Am CHIPP-Jahrestreffen vom 24. bis 26. Juni 2013 in Sursee haben die in der Schweiz tätigen Teilchenphysiker und Teilchenphysikerinnen auch die 'Europäische Strategie für Teilchenphysik' erörtert, die der CERN-Rat einen Monat zuvor verabschiedet hatte. Die Strategie definiert die Forschungsfelder und Grossprojekte, die die Teilchenphysiker künftig bearbeiten wollen. Die zentralen Elemente der Strategie sind der Weiterbetrieb und Ausbau des Large Hadron Collider (LHC) am CERN sowie die europäische Beteiligung am Projekt eines neuen Linearbeschleunigers (International Linear Collider, ILC). Tatsuya Nakada, Physikprofessor an der ETH Lausanne (EPFL), gibt Auskunft.

EPFL-Professor Tatsuya Nakada.
Bild: Benedikt Vogel

Prof. Nakada, Sie haben das Expertengremium präsidiert, das die Europäische Strategie für Teilchenphysik vorbereitet hat. Warum brauchen die Teilchenphysiker eine solche Strategie?
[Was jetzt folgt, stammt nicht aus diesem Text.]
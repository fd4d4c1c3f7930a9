//! Unified error type for the engine and its command boundary.
//!
//! `AppError` is the single error type returned by every engine operation and
//! every command handler. It serializes as `{ "kind": "...", "message": "..." }`
//! so JSON consumers can programmatically distinguish error categories.

use serde::ser::SerializeStruct;

/// Application-level error returned by all engine operations.
///
/// Each variant maps to a distinct failure domain. Firewall failures
/// (`ExecutionFailed`, `TimedOut`) never corrupt the intent store;
/// `Persistence` failures always propagate.
#[derive(Debug, thiserror::Error)]
pub enum AppError {
    /// Malformed endpoint or range text.
    #[error("{0}")]
    Validation(String),

    /// The firewall rejected a rule command (nonzero exit, message preserved).
    #[error("{0}")]
    ExecutionFailed(String),

    /// A rule command exceeded its bounded wait.
    #[error("{0}")]
    TimedOut(String),

    /// The durable intent/settings store could not be written or read.
    #[error("{0}")]
    Persistence(String),

    /// Invalid or missing user input.
    #[error("{0}")]
    InvalidInput(String),
}

impl AppError {
    /// Returns the error kind as a string matching the variant name.
    pub fn kind(&self) -> &'static str {
        match self {
            AppError::Validation(_) => "Validation",
            AppError::ExecutionFailed(_) => "ExecutionFailed",
            AppError::TimedOut(_) => "TimedOut",
            AppError::Persistence(_) => "Persistence",
            AppError::InvalidInput(_) => "InvalidInput",
        }
    }
}

/// Custom Serialize: produces `{ "kind": "Variant", "message": "..." }`.
impl serde::Serialize for AppError {
    fn serialize<S>(&self, serializer: S) -> Result<S::Ok, S::Error>
    where
        S: serde::Serializer,
    {
        let mut s = serializer.serialize_struct("AppError", 2)?;
        s.serialize_field("kind", self.kind())?;
        s.serialize_field("message", &self.to_string())?;
        s.end()
    }
}

// ---- From implementations for ergonomic error conversion ----

impl From<anyhow::Error> for AppError {
    fn from(err: anyhow::Error) -> Self {
        AppError::Persistence(format!("{err:#}"))
    }
}

impl From<rusqlite::Error> for AppError {
    fn from(err: rusqlite::Error) -> Self {
        AppError::Persistence(err.to_string())
    }
}
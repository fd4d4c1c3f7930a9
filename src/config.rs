//! Centralized runtime constants for ipblocker.
//!
//! All tunable timeouts, delays, names, and limits are collected here so they
//! can be found and adjusted in a single place rather than scattered across modules.

/// Bounded wait for `netsh ... add rule` (seconds).
pub const RULE_ADD_TIMEOUT_SECS: u64 = 5;

/// Bounded wait for `netsh ... delete rule` (seconds). Deletes hang first under contention.
pub const RULE_DELETE_TIMEOUT_SECS: u64 = 2;

/// Delay before the background startup reconciliation begins (milliseconds).
pub const RECONCILE_START_DELAY_MS: u64 = 100;

/// Minimum interval between two accepted presses of the same hotkey (milliseconds).
pub const HOTKEY_MIN_INTERVAL_MS: u64 = 100;

/// Prefix of every firewall rule name created by this program.
pub const RULE_NAME_PREFIX: &str = "IPBlocker";

/// SQLite file holding block intents and settings, relative to the data dir.
pub const STATE_DB_FILE: &str = "block_status.db";

/// Default endpoint feed file, relative to the data dir.
pub const DEFAULT_FEED_FILE: &str = "endpoints.txt";

/// Ranges with more addresses than this are not expanded for display.
pub const RANGE_EXPAND_LIMIT: u64 = 100;

/// Default log filter when `RUST_LOG` is unset.
pub const DEFAULT_LOG_FILTER: &str = "ipblocker=info";
//! Startup reconciliation between catalog, intent store and firewall.

use serde::Serialize;

use crate::core::endpoint::Endpoint;
use crate::core::engine::Engine;
use crate::error::AppError;
use crate::firewall::RuleExecutor;

/// What a startup reconciliation did. Rule failures are counted, never raised.
#[derive(Debug, Clone, Default, PartialEq, Eq, Serialize)]
pub struct ReconcileReport {
    /// Stored endpoints dropped because they left the catalog.
    pub orphans_removed: usize,
    pub rules_removed: usize,
    pub cleanup_failures: usize,
    pub rules_applied: usize,
    pub apply_failures: usize,
}

impl<E: RuleExecutor> Engine<E> {
    /// Align stored intent with the catalog, then the firewall with stored intent.
    ///
    /// 1. Orphans are removed from the store in one persisted step.
    /// 2. Their blocked directions are removed from the firewall, best effort.
    /// 3. Every blocked direction of each catalog entry is re-applied.
    ///
    /// The writer lock is taken per entry, so user toggles interleave with a
    /// long reconciliation instead of waiting for all of it.
    pub async fn reconcile_on_startup(&self) -> Result<ReconcileReport, AppError> {
        let orphans = {
            let mut store = self.writer.lock().await;
            let orphans = store.reconcile(&self.catalog.key_set())?;
            for (key, _) in &orphans {
                self.mirror.remove(key);
            }
            for endpoint in self.catalog.iter() {
                let key = endpoint.key();
                let status = store.get(&key);
                self.mirror.insert(key, status);
            }
            orphans
        };

        let mut report = ReconcileReport {
            orphans_removed: orphans.len(),
            ..ReconcileReport::default()
        };

        for (key, status) in orphans {
            let endpoint: Endpoint = match key.parse() {
                Ok(endpoint) => endpoint,
                Err(e) => {
                    tracing::warn!("Skipping firewall cleanup for unparseable entry '{key}': {e}");
                    continue;
                }
            };
            let _writer = self.writer.lock().await;
            for dir in status.blocked_directions() {
                match self.executor.remove(&endpoint, dir).await {
                    Ok(()) => report.rules_removed += 1,
                    Err(e) => {
                        tracing::warn!("Cleanup of orphan {endpoint} {dir} failed: {e}");
                        report.cleanup_failures += 1;
                    }
                }
            }
        }

        for endpoint in self.catalog.iter() {
            let store = self.writer.lock().await;
            // Read under the lock: a toggle may have landed since the first step.
            let status = store.get(&endpoint.key());
            for dir in status.blocked_directions() {
                match self.executor.apply(endpoint, dir).await {
                    Ok(()) => report.rules_applied += 1,
                    Err(e) => {
                        tracing::warn!("Re-applying {endpoint} {dir} failed: {e}");
                        report.apply_failures += 1;
                    }
                }
            }
        }

        tracing::info!(
            "Reconciliation finished: {} orphans removed, {} rules re-applied ({} failed)",
            report.orphans_removed,
            report.rules_applied,
            report.apply_failures
        );
        Ok(report)
    }
}
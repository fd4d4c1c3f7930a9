//! Per-endpoint block status and the toggle decision rules.

use serde::{Deserialize, Serialize};

use crate::core::endpoint::Direction;

/// Which directions of an endpoint are blocked. Default: neither.
#[derive(Debug, Clone, Copy, Default, PartialEq, Eq, Serialize, Deserialize)]
pub struct BlockStatus {
    pub in_blocked: bool,
    pub out_blocked: bool,
}

/// Direction argument of a toggle request.
#[derive(Debug, Clone, Copy, PartialEq, Eq, Hash, Serialize, Deserialize)]
#[serde(rename_all = "lowercase")]
pub enum ToggleDirection {
    In,
    Out,
    Both,
}

#[derive(Debug, Clone, Copy, PartialEq, Eq, Serialize, Deserialize)]
#[serde(rename_all = "lowercase")]
pub enum Action {
    Block,
    Unblock,
}

impl ToggleDirection {
    /// Firewall directions touched by this toggle, inbound first.
    pub fn directions(self) -> &'static [Direction] {
        match self {
            ToggleDirection::In => &[Direction::In],
            ToggleDirection::Out => &[Direction::Out],
            ToggleDirection::Both => &[Direction::In, Direction::Out],
        }
    }

    /// Human-readable direction text for messages.
    pub fn text(self) -> &'static str {
        match self {
            ToggleDirection::In => "IN",
            ToggleDirection::Out => "OUT",
            ToggleDirection::Both => "IN and OUT",
        }
    }
}

impl std::str::FromStr for ToggleDirection {
    type Err = String;

    fn from_str(s: &str) -> Result<Self, Self::Err> {
        match s.to_ascii_lowercase().as_str() {
            "in" => Ok(ToggleDirection::In),
            "out" => Ok(ToggleDirection::Out),
            "both" => Ok(ToggleDirection::Both),
            other => Err(format!("unknown direction '{other}' (expected in, out or both)")),
        }
    }
}

impl Action {
    pub fn past_tense(self) -> &'static str {
        match self {
            Action::Block => "blocked",
            Action::Unblock => "unblocked",
        }
    }
}

impl BlockStatus {
    pub fn is_blocked(self, direction: Direction) -> bool {
        match direction {
            Direction::In => self.in_blocked,
            Direction::Out => self.out_blocked,
        }
    }

    /// Decide what a toggle does from the current status.
    ///
    /// `Both` unblocks only when both bits are set; a partially blocked entry
    /// goes to fully blocked.
    pub fn next_action(self, direction: ToggleDirection) -> Action {
        let blocked = match direction {
            ToggleDirection::In => self.in_blocked,
            ToggleDirection::Out => self.out_blocked,
            ToggleDirection::Both => self.in_blocked && self.out_blocked,
        };
        if blocked {
            Action::Unblock
        } else {
            Action::Block
        }
    }

    /// Status after `action` was applied to `direction`. Untouched bits keep their value.
    pub fn with_action(self, direction: ToggleDirection, action: Action) -> Self {
        let value = action == Action::Block;
        let mut next = self;
        for dir in direction.directions() {
            match dir {
                Direction::In => next.in_blocked = value,
                Direction::Out => next.out_blocked = value,
            }
        }
        next
    }

    /// Directions that currently have a block rule.
    pub fn blocked_directions(self) -> Vec<Direction> {
        [Direction::In, Direction::Out]
            .into_iter()
            .filter(|d| self.is_blocked(*d))
            .collect()
    }

    pub fn label(self) -> &'static str {
        match (self.in_blocked, self.out_blocked) {
            (true, true) => "Fully blocked",
            (false, false) => "Not blocked",
            _ => "Partially blocked",
        }
    }
}
//! Presentation-boundary command handlers, organized by functional domain.
//!
//! - `entries`: list, status, toggle, global toggle, reconciliation
//! - `hotkey`: F1/F2/F3 handling and the global-block switch
//! - `system`: settings and the privilege check
//! - `logic`: pure formatting and parsing helpers (unit-testable)
//! - `state`: shared `AppState` definition

pub(crate) mod entries;
pub(crate) mod hotkey;
pub(crate) mod logic;
pub(crate) mod state;
pub(crate) mod system;

pub use hotkey::{ActionResult, Hotkey, HotkeyGate};
pub use state::AppState;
Tatsuya Nakada: Ich habe die Vorbereitungsgruppe präsidiert, welche den wissenschaftlichen Input aus einem offenen Symposium im September 2012 in Krakau sowie die weltweiten schriftlichen Stellungnahmen aufgearbeitet hat. Daneben haben ich auch die Strategiegruppe präsidiert, die das Strategiedokument aufgesetzt hat. Die Teilchenphysiker brauchen normalerweise grosse und komplexe Forschungseinrichtungen, um ihre Experimente durchzuführen. Es braucht viel Zeit, solche Anlagen zu entwerfen, und die Kosten sind erheblich. Das ist der Hauptgrund, warum wir eine Strategie brauchen, denn nur so können wir die nötigen Forschungseinrichtungen in einer angemessenen Weise entwerfen. Wir können nicht alle Anlagen bauen, die wir gern hätten. Wir müssen Prioritäten setzen.

Was war die Hauptherausforderung bei der Formulierung der Strategie?

Ein Gleichgewicht zu finden zwischen Schwerpunkten und Vielfalt. Im aktuellen sozioökonomischen Umfeld können wir nicht alles realisieren, was wir für relevant halten. Wir müssen also Schwerpunkte setzen. Auf der anderen Seite kommt ein echter Durchbruch in der Wissenschaft oft als komplette Überraschung aus einer völlig unerwarteten Richtung. Deshalb ist auch Vielfalt wichtig.

Was ist aus Ihrer persönlichen Sicht der Haupterfolg der Europäischen Strategie für Teilchenphysik?

Wir haben uns auf eine Anzahl von Strategieaussagen verständigt, welche untereinander in einem Spannungsfeld stehen, also etwa das Festlegen von Schwerpunkten bei gleichzeitiger Forderung nach Vielfalt. Oder die Ambition Europas, auch in Zukunft in der Hochenergiephysik an vorderster
Front mit dabei zu sein, zugleich aber die Bereitschaft zu erklären, sich an globalen Projekten zu beteiligen, die ausserhalb von Europa stattfinden. Schliesslich ist es der Strategie auch gelungen, von der Teilchenphysik-Community als 'unsere' gemeinsame Strategie anerkannt zu werden.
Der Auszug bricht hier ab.